In a subset of patients we aim:
a) To characterize mechanisms involved in persistent respiratory symptoms (dyspnoea with/without cough);
b) To immunologically characterize long Covid-19: presence of different Interferon neutralizing antibodies, different immune variables (lymphoid subpopulations, immunoglobulins and cytokines) and to identify activated immune response pathways and
c) To evaluate presence of SARS-CoV-2 in stool samples and the impact of microbiota alterations among long COVID-19 patients and the potential restoration after montelukast treatment. We aim to offer a treatment to persons suffering long COVID-19 in improving respiratory symptoms.
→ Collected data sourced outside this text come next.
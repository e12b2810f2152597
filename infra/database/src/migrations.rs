use crate::error::{DatabaseError, DatabaseErrorExt};
use fxhash::FxHashMap;
use serde::Deserialize;
use sha2::{Digest, Sha256};
use surrealdb::Surreal;
use surrealdb::engine::any::Any;

/// Schema scripts compiled into the binary, applied in order.
const BUILTIN: &[(&str, &str)] =
    &[("0001_catalog", include_str!("../migrations/0001_catalog.surql"))];

const LEDGER: &str = "
    DEFINE TABLE IF NOT EXISTS migration SCHEMAFULL;
    DEFINE FIELD IF NOT EXISTS checksum ON migration TYPE string;
    DEFINE FIELD IF NOT EXISTS applied_at ON migration TYPE datetime;
";

#[derive(Debug, Clone)]
pub(crate) struct Migration {
    pub version: &'static str,
    pub script: &'static str,
    pub checksum: String,
}

impl Migration {
    pub(crate) fn new(version: &'static str, script: &'static str) -> Self {
        Self { version, script, checksum: checksum(script) }
    }
}

/// SHA-256 of the script, hex encoded.
pub(crate) fn checksum(script: &str) -> String {
    hex::encode(Sha256::digest(script.as_bytes()))
}

pub(crate) fn builtin_migrations() -> Vec<Migration> {
    BUILTIN.iter().map(|(version, script)| Migration::new(version, script)).collect()
}

/// Versions applied and skipped by one [`MigrationRunner::run`].
#[derive(Debug, Default, Clone, PartialEq, Eq)]
pub struct MigrationReport {
    pub applied: Vec<String>,
    pub skipped: Vec<String>,
}

#[derive(Debug, Deserialize)]
struct AppliedMigration {
    version: String,
    checksum: String,
}

#[derive(Debug)]
pub(crate) struct MigrationRunner {
    db: Surreal<Any>,
    migrations: Vec<Migration>,
}

impl MigrationRunner {
    pub(crate) const fn new(db: Surreal<Any>, migrations: Vec<Migration>) -> Self {
        Self { db, migrations }
    }

    pub(crate) async fn run(&self) -> Result<MigrationReport, DatabaseError> {
        self.db
            .query(LEDGER)
            .await
            .context("Defining migration ledger")?
            .check()
            .context("Defining migration ledger")?;

        let applied = self.applied().await?;
        let mut report = MigrationReport::default();

        for migration in &self.migrations {
            if let Some(existing) = applied.get(migration.version) {
                ensure_checksum_match(migration, existing)?;
                report.skipped.push(migration.version.to_owned());
                continue;
            }

            self.apply(migration).await?;
            report.applied.push(migration.version.to_owned());
        }

        Ok(report)
    }

    async fn applied(&self) -> Result<FxHashMap<String, String>, DatabaseError> {
        let entries = self
            .db
            .query("SELECT record::id(id) AS version, checksum FROM migration")
            .await
            .context("Loading applied migrations")?
            .take::<Vec<AppliedMigration>>(0)
            .context("Parsing applied migrations")?;

        Ok(entries.into_iter().map(|entry| (entry.version, entry.checksum)).collect())
    }

    async fn apply(&self, migration: &Migration) -> Result<(), DatabaseError> {
        let query = format!(
            "BEGIN TRANSACTION;
            {}
            CREATE type::thing('migration', $version)
                CONTENT {{ checksum: $checksum, applied_at: time::now() }} RETURN NONE;
            COMMIT TRANSACTION;",
            migration.script
        );

        self.db
            .query(query)
            .bind(("version", migration.version))
            .bind(("checksum", migration.checksum.clone()))
            .await
            .context(format!("Sending migration {}", migration.version))?
            .check()
            .map_err(|e| DatabaseError::Migration {
                message: e.to_string().into(),
                context: Some(format!("Applying {}", migration.version).into()),
            })?;

        Ok(())
    }
}

fn ensure_checksum_match(migration: &Migration, existing: &str) -> Result<(), DatabaseError> {
    if existing == migration.checksum {
        return Ok(());
    }
    Err(DatabaseError::Migration {
        message: format!(
            "Checksum mismatch for {} (recorded {existing}, embedded {})",
            migration.version, migration.checksum
        )
        .into(),
        context: Some("Applied migration was modified".into()),
    })
}
use serde::Deserialize;
use std::net::{IpAddr, Ipv4Addr};
use std::ops::{Deref, DerefMut};
use std::path::PathBuf;
use std::sync::Arc;

/// Every configuration section of the server.
#[derive(Default, Debug, Clone, Deserialize)]
#[serde(default)]
pub struct ApiConfigInner {
    pub server: ServerConfig,
    pub database: DatabaseConfig,
    pub storage: StorageConfig,
    pub upload: UploadConfig,
}

/// Arc-wrapped so subsystems can hold a copy for free.
#[derive(Default, Debug, Clone, Deserialize)]
pub struct ApiConfig {
    #[serde(flatten, default)]
    inner: Arc<ApiConfigInner>,
}

impl Deref for ApiConfig {
    type Target = ApiConfigInner;

    fn deref(&self) -> &Self::Target {
        &self.inner
    }
}

impl DerefMut for ApiConfig {
    fn deref_mut(&mut self) -> &mut ApiConfigInner {
        Arc::make_mut(&mut self.inner)
    }
}

#[derive(Debug, Clone, Deserialize)]
#[serde(default)]
pub struct ServerConfig {
    pub address: IpAddr,
    pub port: u16,
    /// Serves HTTPS when present.
    pub ssl: Option<SslConfig>,
}

#[derive(Debug, Clone, Deserialize)]
#[serde(default)]
pub struct SslConfig {
    pub cert: PathBuf,
    pub key: PathBuf,
}

/// `SurrealDB` connection.
#[derive(Debug, Clone, Deserialize)]
#[serde(default)]
pub struct DatabaseConfig {
    pub url: String,
    pub namespace: String,
    pub database: String,
    /// Root credentials. Left unset for `mem://`.
    pub credentials: Option<DatabaseCredentials>,
}

#[derive(Debug, Clone, Deserialize)]
pub struct DatabaseCredentials {
    pub username: String,
    pub password: String,
}

#[derive(Debug, Clone, Deserialize)]
#[serde(default)]
pub struct StorageConfig {
    /// Root of the upload sandbox, also served under `/uploads`.
    pub upload_dir: PathBuf,
}

/// Rules applied to uploaded logo images.
#[derive(Debug, Clone, PartialEq, Eq, Deserialize)]
#[serde(default)]
pub struct UploadConfig {
    pub max_bytes: usize,
    /// Accepted MIME types; the file extension must map to one of them too.
    pub allowed_types: Vec<String>,
}

impl Default for ServerConfig {
    fn default() -> Self {
        Self { address: IpAddr::V4(Ipv4Addr::UNSPECIFIED), port: 4583, ssl: None }
    }
}

impl Default for SslConfig {
    fn default() -> Self {
        Self { cert: PathBuf::from("cert.pem"), key: PathBuf::from("key.pem") }
    }
}

impl Default for DatabaseConfig {
    fn default() -> Self {
        Self {
            url: "mem://".to_owned(),
            namespace: "showroom".to_owned(),
            database: "catalog".to_owned(),
            credentials: None,
        }
    }
}

impl Default for StorageConfig {
    fn default() -> Self {
        Self { upload_dir: PathBuf::from("public/uploads") }
    }
}

impl Default for UploadConfig {
    fn default() -> Self {
        Self {
            max_bytes: 2 * 1024 * 1024,
            allowed_types: ["image/png", "image/jpeg", "image/gif", "image/webp"]
                .into_iter()
                .map(str::to_owned)
                .collect(),
        }
    }
}
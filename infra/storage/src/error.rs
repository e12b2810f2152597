use std::borrow::Cow;

#[showroom_derive::showroom_error]
pub enum StorageError {
    #[error("File not found{}: {message}", format_context(.context))]
    FileNotFound { message: Cow<'static, str>, context: Option<Cow<'static, str>> },

    #[error("Path traversal security violation{}: {message}", format_context(.context))]
    PathTraversalAttempt { message: Cow<'static, str>, context: Option<Cow<'static, str>> },

    #[error("Invalid namespace{}: {message}", format_context(.context))]
    InvalidNamespace { message: Cow<'static, str>, context: Option<Cow<'static, str>> },

    #[error("Storage I/O failure{}: {source}", format_context(.context))]
    Io { source: std::io::Error, context: Option<Cow<'static, str>> },
}
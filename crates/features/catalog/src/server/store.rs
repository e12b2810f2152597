use crate::domain::{Brand, BrandId, BrandInput, Model};
use crate::error::CatalogError;
use showroom_domain::constants::{BRAND, FEATURE, MODEL};
use std::future::Future;

/// Tables counted on the catalog home page.
#[derive(Debug, Clone, Copy, PartialEq, Eq)]
pub enum Collection {
    Brands,
    Models,
    Features,
}

impl Collection {
    #[must_use]
    pub const fn table(self) -> &'static str {
        match self {
            Self::Brands => BRAND,
            Self::Models => MODEL,
            Self::Features => FEATURE,
        }
    }
}

/// Persistence seam of the catalog workflow.
///
/// `brand` returns `Ok(None)` for unknown ids; only infrastructure failures are errors.
pub trait CatalogStore: Send + Sync + 'static {
    fn brands(&self) -> impl Future<Output = Result<Vec<Brand>, CatalogError>> + Send;

    fn brand(&self, id: &BrandId)
    -> impl Future<Output = Result<Option<Brand>, CatalogError>> + Send;

    /// Exact, case-sensitive match on the stored name.
    fn brand_by_name(
        &self,
        name: &str,
    ) -> impl Future<Output = Result<Option<Brand>, CatalogError>> + Send;

    fn models_of(&self, id: &BrandId)
    -> impl Future<Output = Result<Vec<Model>, CatalogError>> + Send;

    fn count(&self, collection: Collection)
    -> impl Future<Output = Result<u64, CatalogError>> + Send;

    /// Persists a new brand under a freshly generated id.
    fn insert_brand(
        &self,
        input: &BrandInput,
    ) -> impl Future<Output = Result<Brand, CatalogError>> + Send;

    /// Overwrites name and founded date, keeping the logo.
    fn replace_brand(
        &self,
        id: &BrandId,
        input: &BrandInput,
    ) -> impl Future<Output = Result<Brand, CatalogError>> + Send;

    fn set_logo(
        &self,
        id: &BrandId,
        logo: &str,
    ) -> impl Future<Output = Result<Brand, CatalogError>> + Send;

    /// Deleting an id that is already gone is not an error.
    fn remove_brand(&self, id: &BrandId) -> impl Future<Output = Result<(), CatalogError>> + Send;
}
#![cfg(feature = "server")]

use axum::body::{Body, to_bytes};
use axum::http::{Request, StatusCode, header};
use showroom_database::Database;
use showroom_domain::config::ApiConfig;
use showroom_domain::registry::{FeatureSlice, InitializedSlice};
use showroom_kernel::server::{ApiState, ApiStateError, system_router};
use showroom_storage::Storage;
use std::any::Any;
use tower::ServiceExt;

#[derive(Debug)]
struct Catalogue(&'static str);

impl FeatureSlice for Catalogue {
    fn as_any(&self) -> &dyn Any {
        self
    }
}

async fn infrastructure() -> (Database, Storage, tempfile::TempDir) {
    let tmp = tempfile::tempdir().unwrap();
    let db = Database::builder().url("mem://").session("kernel", "state").init().await.unwrap();
    let storage = Storage::builder().root(tmp.path()).connect().await.unwrap();
    (db, storage, tmp)
}

#[tokio::test]
async fn registered_slices_are_found_by_type() {
    let (db, storage, _tmp) = infrastructure().await;
    let state = ApiState::builder()
        .config(ApiConfig::default())
        .db(db)
        .storage(storage)
        .register_slice(InitializedSlice::new(Catalogue("brands")))
        .build()
        .unwrap();

    assert_eq!(state.try_get_slice::<Catalogue>().unwrap().0, "brands");
    assert_eq!(state.slice_ids().count(), 1);
}

#[tokio::test]
async fn missing_slice_and_missing_parts_are_errors() {
    let (db, storage, _tmp) = infrastructure().await;
    let state =
        ApiState::builder().config(ApiConfig::default()).db(db).storage(storage).build().unwrap();
    assert!(matches!(state.try_get_slice::<Catalogue>(), Err(ApiStateError::MissingSlice { .. })));

    let err = ApiState::builder().config(ApiConfig::default()).build().unwrap_err();
    assert!(matches!(err, ApiStateError::Validation { .. }));
}

#[tokio::test]
async fn health_reports_up_without_caching() {
    let response = system_router::<()>()
        .oneshot(Request::get("/health").body(Body::empty()).unwrap())
        .await
        .unwrap();

    assert_eq!(response.status(), StatusCode::OK);
    assert_eq!(response.headers()[header::CACHE_CONTROL], "no-store, no-cache, must-revalidate");

    let body = to_bytes(response.into_body(), 1024).await.unwrap();
    let json: serde_json::Value = serde_json::from_slice(&body).unwrap();
    assert_eq!(json["status"], "up");
    assert!(json["uptime"].is_u64());
}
The possibility to correlate different biological markers with clinical symptoms in a disease in which much can help to comprise the phenotypes of the illness. The comprehensive baseline characterization (respiratory parameters and microbiological and immunological biomarkers) in a subset of patients will add information about the potential underlying causes and mechanisms of the disease in relation with clinical symptoms. It will also allow us to understand the response to montelukast, and it may contribute to identify potential therapeutic targets and new treatments to prevent or reduce the effects of persistent symptoms or to help recovery. The results of the study will be quick implementation into the clinics. These results will be disseminated in conferences and publications. Furthermore, this clinical research and therapeutic repositioning study and oriented to the clinical practice in relation to the efficiency of pharmacological treatments will allow a quick implementation of the results into the clinic.